Azure-Samples · cforce · Nov 4, 2024 · Nov 4, 2024 · Nov 4, 2024 · Nov 4, 2024
diff --git a/app/backend/prepdocslib/blobmanager.py b/app/backend/prepdocslib/blobmanager.py
@@ -3,11 +3,13 @@
 import logging
 import os
 import re
+from enum import Enum
 from typing import List, Optional, Union
 
 import fitz  # type: ignore
 from azure.core.credentials_async import AsyncTokenCredential
 from azure.storage.blob import (
+    BlobClient,
     BlobSasPermissions,
     UserDelegationKey,
     generate_blob_sas,
@@ -45,29 +47,65 @@ def __init__(
         self.subscriptionId = subscriptionId
         self.user_delegation_key: Optional[UserDelegationKey] = None
 
+    async def _create_new_blob(self, file: File, container_client: ContainerClient) -> BlobClient:
+        with open(file.content.name, "rb") as reopened_file:
+            blob_name = BlobManager.blob_name_from_file_name(file.content.name)
+            logger.info("Uploading blob for whole file -> %s", blob_name)

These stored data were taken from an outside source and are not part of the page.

//! CLI for the hospital management demo: pad key generation, sealing,
//! unsealing, and a scripted tour of the account and record workflow.

use clap::{Parser, Subcommand};
use hms_core::auth::{self, Signup, SignupProfile};
use hms_core::models::{AppointmentStatus, Role};
use hms_core::records::NewPatient;
use hms_core::scheduling::{self, NewAppointment};
use hms_core::store::SessionStore;
use hms_core::{billing, crypto, key_generator, records};
use log::error;
use std::error::Error;

#[derive(Parser)]
#[command(author, version, about, long_about = None)]
struct Cli {
    #[command(subcommand)]
    command: Commands,
}

#[derive(Subcommand)]
enum Commands {
    /// Generate a fresh pad key
    Keygen {
        /// The number of characters to generate
        #[arg(short, long)]
        length: usize,
    },
    /// Seal a message, printing the base64 ciphertext and key
    Encrypt {
        /// The text to seal
        plaintext: String,

        /// The pad key; a fresh one of matching length is generated when omitted
        #[arg(short, long)]
        key: Option<String>,
    },
    /// Unseal a base64 ciphertext with its base64 key
    Decrypt {
        /// The base64 ciphertext
        ciphertext: String,

        /// The base64 pad key
        key: String,
    },
    /// Run a scripted tour of the hospital management workflow
    Demo,
}

fn main() {
    env_logger::init();
    let cli = Cli::parse();

    match &cli.command {
        Commands::Keygen { length } => {
            println!("Key: {}", key_generator::generate_key(*length));
        }
        Commands::Encrypt { plaintext, key } => {
            let key = key.clone().unwrap_or_else(|| {
                key_generator::generate_key(plaintext.chars().count())
            });
            match crypto::encrypt(plaintext, &key) {
                Ok(sealed) => {
                    println!("Ciphertext: {}", sealed.ciphertext);
                    println!("Key: {}", sealed.key);
                }
                Err(e) => {
                    error!("Encryption failed: {e}");
                    std::process::exit(1);
                }
            }
        }
        Commands::Decrypt { ciphertext, key } => match crypto::decrypt(ciphertext, key) {
            Some(plaintext) => println!("Plaintext: {plaintext}"),
            None => {
                error!("Decryption failed. Check the ciphertext and key.");
                std::process::exit(1);
            }
        },
        Commands::Demo => {
            if let Err(e) = run_demo() {
                error!("Demo failed: {e}");
                std::process::exit(1);
            }
        }
    }
}

/// Walks through the whole system against a fresh session store: admin
/// login, doctor and patient sign-up, an appointment, and a bill.
fn run_demo() -> Result<(), Box<dyn Error>> {
    let mut store = SessionStore::new();
    auth::initialize(&mut store)?;

    let admin = auth::log_in(&store, Role::Admin, "admin", "admin123")?;
    println!("Logged in as {} ({:?})", admin.name, admin.role);

    let doctor_account = auth::sign_up(
        &mut store,
        &Signup {
            username: "drgrey".to_owned(),
            password: "s3cret!pw".to_owned(),
            name: "Meredith Grey".to_owned(),
            profile: SignupProfile::Doctor {
                specialization: "Cardiology".to_owned(),
                salary: Some(180_000.0),
            },
        },
    )?;
    let doctor = records::doctor_by_username(&store, &doctor_account.username)?
        .ok_or("doctor record missing after sign-up")?;
    println!("Registered Dr. {} (ID: {})", doctor.name, doctor.id);

    let patient = records::add_patient(
        &mut store,
        NewPatient {
            name: "John Doe".to_owned(),
            age: 42,
            phone: "555-0142".to_owned(),
            blood_group: "O+".to_owned(),
            symptoms: "persistent cough".to_owned(),
            assigned_doctor: Some(doctor.id),
        },
    )?;
    println!("Registered patient {} (ID: {})", patient.name, patient.id);

    let appointment = scheduling::book_appointment(
        &mut store,
        NewAppointment {
            patient_id: patient.id,
            doctor_id: doctor.id,
            date: "2025-09-01".to_owned(),
            time: "14:30".to_owned(),
            status: AppointmentStatus::Scheduled,
        },
    )?;
    println!(
        "Booked appointment #{} on {} at {}",
        appointment.id, appointment.date, appointment.time
    );

    let bill = billing::create_bill(
        &mut store,
        patient.id,
        billing::Charges {
            consultation: 150.0,
            tests: 75.5,
            room: 0.0,
            other: 12.0,
        },
        &appointment.date,
    )?;
    println!();
    print!("{}", billing::render_invoice(&store, bill.id)?);

    Ok(())
}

+            return await container_client.upload_blob(blob_name, reopened_file, overwrite=True, metadata=file.metadata)
+
+    async def _file_blob_update_needed(self, blob_client: BlobClient, file: File) -> bool:
+        # Get existing blob properties
+        blob_properties = await blob_client.get_blob_properties()

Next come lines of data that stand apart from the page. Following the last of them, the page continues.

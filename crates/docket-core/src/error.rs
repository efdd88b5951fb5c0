//! Error types for docket-core

use thiserror::Error;

use crate::config::ConfigError;
use crate::normalization::NormalizeError;

/// Result type alias for docket operations
pub type Result<T> = std::result::Result<T, DocketError>;

/// Main error type for docket operations
#[derive(Error, Debug)]
pub enum DocketError {
    /// A cleaning rule received a value that is neither text nor missing
    #[error("row {row}, column '{column}': expected text, got {kind} value '{raw}'")]
    InvalidInputKind {
        row: usize,
        column: String,
        kind: &'static str,
        raw: String,
    },

    /// Plaintiff cleaning collapsed a name to nothing
    #[error("row {row}, column '{column}': '{raw}' cleans to an empty name")]
    EmptyResult {
        row: usize,
        column: String,
        raw: String,
    },

    /// Clustering was requested without a built or loaded similarity matrix
    #[error("no similarity matrix: build one or load a saved matrix before clustering")]
    MissingClusterInput,

    /// A persisted matrix is unreadable or does not match the current names
    #[error("malformed similarity matrix: {0}")]
    MalformedPersistedMatrix(String),

    /// The input table lacks a configured column
    #[error("column not found: {0}")]
    MissingColumn(String),

    /// A scorer returned a value outside [0, 1]
    #[error("similarity score {score} for ('{a}', '{b}') is outside [0, 1]")]
    ScoreOutOfRange { a: String, b: String, score: f64 },

    /// Bad clustering or sweep parameter
    #[error("invalid parameter: {0}")]
    InvalidParameter(String),

    /// Configuration errors
    #[error("config error: {0}")]
    Config(#[from] ConfigError),

    /// File I/O errors
    #[error("I/O error: {0}")]
    Io(String),
}

impl DocketError {
    /// Attach row and column context to a normalization failure.
    pub fn from_normalize(err: NormalizeError, row: usize, column: &str) -> Self {
        match err {
            NormalizeError::InvalidInputKind { kind, raw } => DocketError::InvalidInputKind {
                row,
                column: column.to_string(),
                kind,
                raw,
            },
            NormalizeError::EmptyResult { raw } => DocketError::EmptyResult {
                row,
                column: column.to_string(),
                raw,
            },
        }
    }
}

impl From<std::io::Error> for DocketError {
    fn from(err: std::io::Error) -> Self {
        DocketError::Io(err.to_string())
    }
}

+        blob_metadata = blob_properties.metadata
+
+        # Check if the md5 values are the same
+        file_md5 = file.metadata.get("md5")
+        blob_md5 = blob_metadata.get("md5")
+
+        # If the file has an md5 value, check if it is different from the blob
+        return file_md5 and file_md5 != blob_md5
+
     async def upload_blob(self, file: File) -> Optional[List[str]]:
         async with BlobServiceClient(
             account_url=self.endpoint, credential=self.credential, max_single_put_size=4 * 1024 * 1024
         ) as service_client, service_client.get_container_client(self.container) as container_client:
             if not await container_client.exists():
                 await container_client.create_container()
 
-            # Re-open and upload the original file
+            # Re-open and upload the original file if the blob does not exist or the md5 values do not match
+            class MD5Check(Enum):
+                NOT_DONE = 0
+                MATCH = 1
+                NO_MATCH = 2
+
+            md5_check = MD5Check.NOT_DONE
+
+            # Upload the file to Azure Storage
+            # file.url is only None if files are not uploaded yet, for datalake it is set
             if file.url is None:
-                with open(file.content.name, "rb") as reopened_file:
-                    blob_name = BlobManager.blob_name_from_file_name(file.content.name)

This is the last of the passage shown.